Work order:
Only lines with the word "actual" belong in the answer; copy them from the records below.

..........

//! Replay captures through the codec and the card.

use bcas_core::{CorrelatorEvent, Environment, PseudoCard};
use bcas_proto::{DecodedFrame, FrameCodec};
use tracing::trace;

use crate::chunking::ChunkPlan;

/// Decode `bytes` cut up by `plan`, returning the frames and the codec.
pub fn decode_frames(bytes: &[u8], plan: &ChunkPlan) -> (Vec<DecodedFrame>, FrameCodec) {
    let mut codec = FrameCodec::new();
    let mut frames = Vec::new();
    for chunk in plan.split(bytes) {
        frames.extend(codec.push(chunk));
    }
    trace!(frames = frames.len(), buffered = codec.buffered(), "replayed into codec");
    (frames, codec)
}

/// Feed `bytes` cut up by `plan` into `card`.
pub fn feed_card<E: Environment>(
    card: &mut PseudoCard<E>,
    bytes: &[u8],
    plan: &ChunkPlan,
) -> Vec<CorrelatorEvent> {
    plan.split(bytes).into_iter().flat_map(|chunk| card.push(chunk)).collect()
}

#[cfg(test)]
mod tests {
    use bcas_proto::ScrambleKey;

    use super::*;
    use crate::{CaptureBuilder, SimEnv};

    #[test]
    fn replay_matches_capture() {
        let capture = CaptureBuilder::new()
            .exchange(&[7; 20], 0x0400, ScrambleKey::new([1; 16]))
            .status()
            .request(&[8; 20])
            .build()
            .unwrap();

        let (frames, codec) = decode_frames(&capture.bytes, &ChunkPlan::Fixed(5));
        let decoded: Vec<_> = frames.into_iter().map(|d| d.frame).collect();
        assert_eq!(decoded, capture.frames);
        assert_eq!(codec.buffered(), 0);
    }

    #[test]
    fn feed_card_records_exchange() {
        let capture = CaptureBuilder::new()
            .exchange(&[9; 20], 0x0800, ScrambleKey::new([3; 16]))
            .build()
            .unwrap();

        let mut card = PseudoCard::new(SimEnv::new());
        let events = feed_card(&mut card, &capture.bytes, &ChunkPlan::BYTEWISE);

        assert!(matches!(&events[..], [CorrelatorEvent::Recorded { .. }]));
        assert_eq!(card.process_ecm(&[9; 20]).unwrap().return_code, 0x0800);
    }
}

..........

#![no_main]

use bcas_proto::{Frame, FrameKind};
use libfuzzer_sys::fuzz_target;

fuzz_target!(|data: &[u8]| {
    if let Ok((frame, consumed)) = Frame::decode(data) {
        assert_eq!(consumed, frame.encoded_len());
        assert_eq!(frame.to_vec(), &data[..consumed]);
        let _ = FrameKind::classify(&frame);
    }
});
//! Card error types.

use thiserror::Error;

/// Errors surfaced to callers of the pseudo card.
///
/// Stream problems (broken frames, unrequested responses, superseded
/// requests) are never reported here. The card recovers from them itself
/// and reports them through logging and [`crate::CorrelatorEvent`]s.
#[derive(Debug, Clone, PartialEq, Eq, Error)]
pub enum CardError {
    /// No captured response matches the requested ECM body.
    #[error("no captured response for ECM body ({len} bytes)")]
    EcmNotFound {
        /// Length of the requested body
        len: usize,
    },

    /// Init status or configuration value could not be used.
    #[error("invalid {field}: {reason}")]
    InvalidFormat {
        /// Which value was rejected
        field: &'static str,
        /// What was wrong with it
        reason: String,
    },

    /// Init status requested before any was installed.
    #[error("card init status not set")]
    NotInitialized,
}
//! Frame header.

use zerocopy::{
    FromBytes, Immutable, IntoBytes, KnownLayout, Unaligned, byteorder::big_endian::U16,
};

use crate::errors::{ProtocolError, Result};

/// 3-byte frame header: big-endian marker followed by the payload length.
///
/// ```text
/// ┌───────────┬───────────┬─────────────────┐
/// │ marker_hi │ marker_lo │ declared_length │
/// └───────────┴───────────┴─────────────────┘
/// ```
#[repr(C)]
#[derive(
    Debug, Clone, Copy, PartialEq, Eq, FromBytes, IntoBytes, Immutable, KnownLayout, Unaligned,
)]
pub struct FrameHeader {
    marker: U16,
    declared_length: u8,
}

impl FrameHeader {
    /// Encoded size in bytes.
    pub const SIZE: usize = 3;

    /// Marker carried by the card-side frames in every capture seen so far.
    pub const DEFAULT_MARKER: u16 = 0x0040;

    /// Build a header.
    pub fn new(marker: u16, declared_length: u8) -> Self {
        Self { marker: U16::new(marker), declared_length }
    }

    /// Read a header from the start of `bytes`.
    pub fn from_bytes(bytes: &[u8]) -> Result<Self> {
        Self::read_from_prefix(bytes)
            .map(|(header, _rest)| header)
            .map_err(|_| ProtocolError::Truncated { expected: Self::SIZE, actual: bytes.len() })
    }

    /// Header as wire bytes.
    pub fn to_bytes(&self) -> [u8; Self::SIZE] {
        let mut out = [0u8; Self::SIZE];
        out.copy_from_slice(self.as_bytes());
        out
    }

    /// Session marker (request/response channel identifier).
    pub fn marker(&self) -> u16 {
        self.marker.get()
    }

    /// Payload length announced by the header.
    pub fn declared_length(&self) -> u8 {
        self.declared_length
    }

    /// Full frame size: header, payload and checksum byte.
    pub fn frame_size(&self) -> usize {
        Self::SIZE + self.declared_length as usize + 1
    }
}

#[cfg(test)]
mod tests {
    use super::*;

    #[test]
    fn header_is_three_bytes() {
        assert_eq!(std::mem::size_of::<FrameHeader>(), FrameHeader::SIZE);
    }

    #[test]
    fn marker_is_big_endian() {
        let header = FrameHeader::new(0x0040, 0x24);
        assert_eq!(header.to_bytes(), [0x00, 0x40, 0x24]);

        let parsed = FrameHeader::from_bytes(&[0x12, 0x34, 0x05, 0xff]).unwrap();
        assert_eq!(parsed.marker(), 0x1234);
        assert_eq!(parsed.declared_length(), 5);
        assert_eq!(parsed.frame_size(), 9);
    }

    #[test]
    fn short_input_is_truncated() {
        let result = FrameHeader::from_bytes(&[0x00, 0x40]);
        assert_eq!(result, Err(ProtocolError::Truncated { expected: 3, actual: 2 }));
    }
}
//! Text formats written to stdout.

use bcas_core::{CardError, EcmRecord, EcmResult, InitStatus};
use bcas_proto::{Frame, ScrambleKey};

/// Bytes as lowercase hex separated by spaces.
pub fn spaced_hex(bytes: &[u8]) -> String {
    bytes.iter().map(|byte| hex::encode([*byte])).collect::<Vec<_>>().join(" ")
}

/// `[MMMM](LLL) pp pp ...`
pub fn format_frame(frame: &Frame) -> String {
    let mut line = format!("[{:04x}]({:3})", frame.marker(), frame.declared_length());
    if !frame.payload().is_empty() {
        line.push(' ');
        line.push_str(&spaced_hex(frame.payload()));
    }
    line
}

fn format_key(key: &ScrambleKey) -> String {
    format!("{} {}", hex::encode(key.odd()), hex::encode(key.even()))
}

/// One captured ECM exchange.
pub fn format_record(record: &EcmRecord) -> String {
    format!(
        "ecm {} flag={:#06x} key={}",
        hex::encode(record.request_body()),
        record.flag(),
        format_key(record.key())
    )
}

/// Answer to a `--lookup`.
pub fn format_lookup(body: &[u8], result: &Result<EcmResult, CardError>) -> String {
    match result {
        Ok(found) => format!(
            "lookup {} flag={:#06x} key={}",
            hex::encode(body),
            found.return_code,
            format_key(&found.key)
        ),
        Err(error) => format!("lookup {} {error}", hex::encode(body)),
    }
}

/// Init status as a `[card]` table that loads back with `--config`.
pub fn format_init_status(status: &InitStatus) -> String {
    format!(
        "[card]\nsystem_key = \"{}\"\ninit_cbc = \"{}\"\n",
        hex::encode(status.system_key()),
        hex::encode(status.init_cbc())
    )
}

..........

Answer section:
            .map_err(|_| ProtocolError::Truncated { expected: Self::SIZE, actual: bytes.len() })
        assert_eq!(result, Err(ProtocolError::Truncated { expected: 3, actual: 2 }));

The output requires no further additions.